Sellers used to hire a real estate agent, the agent would place the house in MLS, and then the homeowner would start packing and the agent would start spending his commission control. Because they only had to sort through the offers, and choose one that offered the best terms and most money over question. Just like the spaghetti west these days are gone, along with many real estate agents and mortgage brokers who flooded the market under the real estate boom.
Now sellers are desperate for an offer - any offer. Buyers who could have qualified last year are now completely out of the market. Fed s could lower the interest rate two full points and it will still not save the current market.
It is not the interest rate that affects buyers, it is the new stricter standards that require full documentation, repayments, two and even three assessments or real estate value assessments and the potential buyers qualifications and many come up short.
Heck, even buyers coming to the finish line have to worry about whether the mortgage broker they use will be on business until the release closes, and if the lender they use will be able to finance the deal.
This provides an incredible opportunity for investors who understand ownership financing to get great deals. And homeowners who understand ownership finance will sell their properties much faster and do not have to discount them as much - if at all.

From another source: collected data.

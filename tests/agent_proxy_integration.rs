//! Integration tests for the agent backend HTTP server.
//!
//! A scripted engine stands in for the LLM; requests go over real HTTP.

use std::net::SocketAddr;
use std::sync::{Arc, Mutex};

use async_trait::async_trait;
use pretty_assertions::assert_eq;
use serde_json::{Value, json};

use hedera_mcp::agent::proxy::{AgentProxyState, start_agent_proxy};
use hedera_mcp::agent::{AgentEngine, InvocationContext, ThreadId, ToolResultPayload};
use hedera_mcp::error::EngineError;
use hedera_mcp::gateway::auth::TokenAllowList;
use hedera_mcp::relay::{CUSTODIAL_MODE_HEADER, PROXY_TOKEN_HEADER};

const PROXY_TOKEN: &str = "proxy-secret";

fn is_bind_permission_error<E: std::fmt::Display>(err: &E) -> bool {
    err.to_string().contains("Operation not permitted")
        || err.to_string().contains("failed to bind")
        || err.to_string().contains("Failed to bind")
}

/// Answers by prompt and records every call it saw.
#[derive(Default)]
struct ScriptedEngine {
    calls: Mutex<Vec<(String, ThreadId, InvocationContext)>>,
}

#[async_trait]
impl AgentEngine for ScriptedEngine {
    async fn invoke(
        &self,
        prompt: &str,
        thread: &ThreadId,
        ctx: &InvocationContext,
    ) -> Result<ToolResultPayload, EngineError> {
        self.calls
            .lock()
            .expect("calls lock")
            .push((prompt.to_string(), thread.clone(), ctx.clone()));
        let content = match prompt {
            "json" => json!({"status": "SUCCESS", "tokenId": "0.0.5005"}).to_string(),
            "plain" => "Transferred 1 HBAR".to_string(),
            _ => return Err(EngineError::NoToolResult),
        };
        Ok(ToolResultPayload {
            tool_name: Some("scripted".to_string()),
            content,
        })
    }
}

async fn start(engine: Arc<ScriptedEngine>) -> Option<SocketAddr> {
    let state = Arc::new(AgentProxyState::new(
        engine,
        TokenAllowList::parse(PROXY_TOKEN),
    ));
    let addr: SocketAddr = "127.0.0.1:0".parse().expect("addr");
    match start_agent_proxy(addr, state).await {
        Ok(bound) => Some(bound),
        Err(e) if is_bind_permission_error(&e) => None,
        Err(e) => panic!("Failed to start agent backend: {e:?}"),
    }
}

async fn interact(
    addr: SocketAddr,
    token: Option<&str>,
    custodial: bool,
    body: &str,
) -> (reqwest::StatusCode, Value) {
    let mut request = reqwest::Client::new()
        .post(format!("http://{addr}/interact-with-hedera"))
        .header("content-type", "application/json")
        .header(CUSTODIAL_MODE_HEADER, if custodial { "true" } else { "false" })
        .body(body.to_string());
    if let Some(token) = token {
        request = request.header(PROXY_TOKEN_HEADER, token);
    }
    let response = request.send().await.expect("request");
    let status = response.status();
    let body = response.json().await.expect("envelope JSON");
    (status, body)
}

#[tokio::test]
async fn rejects_missing_or_wrong_token() {
    let engine = Arc::new(ScriptedEngine::default());
    let Some(addr) = start(Arc::clone(&engine)).await else {
        return;
    };

    for token in [None, Some("wrong")] {
        let (status, body) = interact(addr, token, false, r#"{"fullPrompt":"json"}"#).await;
        assert_eq!(status, reqwest::StatusCode::UNAUTHORIZED);
        assert_eq!(body["success"], false);
        assert_eq!(
            body["error"],
            "Unauthorized: Invalid or missing X-LANGCHAIN-PROXY-TOKEN header"
        );
    }
    assert!(engine.calls.lock().expect("calls lock").is_empty());
}

#[tokio::test]
async fn json_tool_result_is_returned_as_data() {
    let engine = Arc::new(ScriptedEngine::default());
    let Some(addr) = start(Arc::clone(&engine)).await else {
        return;
    };

    let (status, body) = interact(
        addr,
        Some(PROXY_TOKEN),
        false,
        r#"{"fullPrompt":"json","sessionId":"abc","accountId":"0.0.42"}"#,
    )
    .await;

    assert_eq!(status, reqwest::StatusCode::OK);
    assert_eq!(
        body,
        json!({"success": true, "data": {"status": "SUCCESS", "tokenId": "0.0.5005"}})
    );

    let calls = engine.calls.lock().expect("calls lock");
    let (_, thread, ctx) = &calls[0];
    assert_eq!(thread, &ThreadId::for_session("abc"));
    assert_eq!(ctx.account_id.as_deref(), Some("0.0.42"));
    assert!(!ctx.custodial_mode);
}

#[tokio::test]
async fn plain_text_result_falls_back_to_string() {
    let engine = Arc::new(ScriptedEngine::default());
    let Some(addr) = start(Arc::clone(&engine)).await else {
        return;
    };

    let (status, body) = interact(addr, Some(PROXY_TOKEN), true, r#"{"fullPrompt":"plain"}"#).await;

    assert_eq!(status, reqwest::StatusCode::OK);
    assert_eq!(body, json!({"success": true, "data": "Transferred 1 HBAR"}));

    let calls = engine.calls.lock().expect("calls lock");
    let (_, thread, ctx) = &calls[0];
    assert!(thread.is_ephemeral());
    assert!(ctx.custodial_mode);
}

#[tokio::test]
async fn failures_are_reported_in_the_envelope() {
    let engine = Arc::new(ScriptedEngine::default());
    let Some(addr) = start(Arc::clone(&engine)).await else {
        return;
    };

    let (status, body) = interact(addr, Some(PROXY_TOKEN), false, r#"{"prompt":"x"}"#).await;
    assert_eq!(status, reqwest::StatusCode::OK);
    assert_eq!(body["success"], false);
    assert!(body["error"].as_str().is_some_and(|e| e.starts_with("Invalid request body")));

    let (status, body) = interact(addr, Some(PROXY_TOKEN), false, r#"{"fullPrompt":"chat"}"#).await;
    assert_eq!(status, reqwest::StatusCode::OK);
    assert_eq!(body["success"], false);
    assert_eq!(body["error"], EngineError::NoToolResult.to_string());
}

Ownership funding essentially refers to some technology where the property owner helps the buyer to finance the purchase. This may be in the form of a sellers second where the buyer generally receives a loan on the bulk of the purchase and the seller accepts a portion of the purchase price in a listing paid by the buyer. In essence, the seller becomes a lender.
An example would be a seller who had a house worth $ 500,000 and is very motivated to sell or they are in a financial position where they do not have to receive all cash benefits. They can offer to finance 5-20% of the purchase price, which helps the incoming buyer to qualify for a loan. If the seller really needs money, they can also take the other they create in this transaction and sell it to a listing buyer at a discount.
The discount amount depends on a number of variables including the buyers, the credit score, the amount of spice on the loan and the loan to evaluate, among other things. While you take back the other, and then sell it to the secondary market, the seller can get more money overall, in this market it would almost let the property be sold faster.
Other common finance techniques include leasing options, sandwich agreements, contractual actions, submitted and cover or all-confidence documents AITDs and these will be future articles, including examples of when or not to use them.
If these techniques are so good, why are they not known? Because mortgage brokers and real estate agents do not make a commission on these offers, they do not have an incentive to promote these technologies and because so many agents are new - they just do not know about them.
Examples of a few offers that can be made with Ownership Financing:
Ownership financing can help in all these situations and with a little creativity everyone can win in these types of transactions.
Ownership funding is not a paradise, but is a very real option for many people who currently do not know their options. Considering that there are more than 150,000 homes that are more than 30 days late in Los Angeles County alone, although it only helped that 10% of these owners would be 15,000 families.
Given the millions of families in the United States facing foreclosure, or having problems selling their homes, there will be great opportunities for investor finance owners for a few years to come.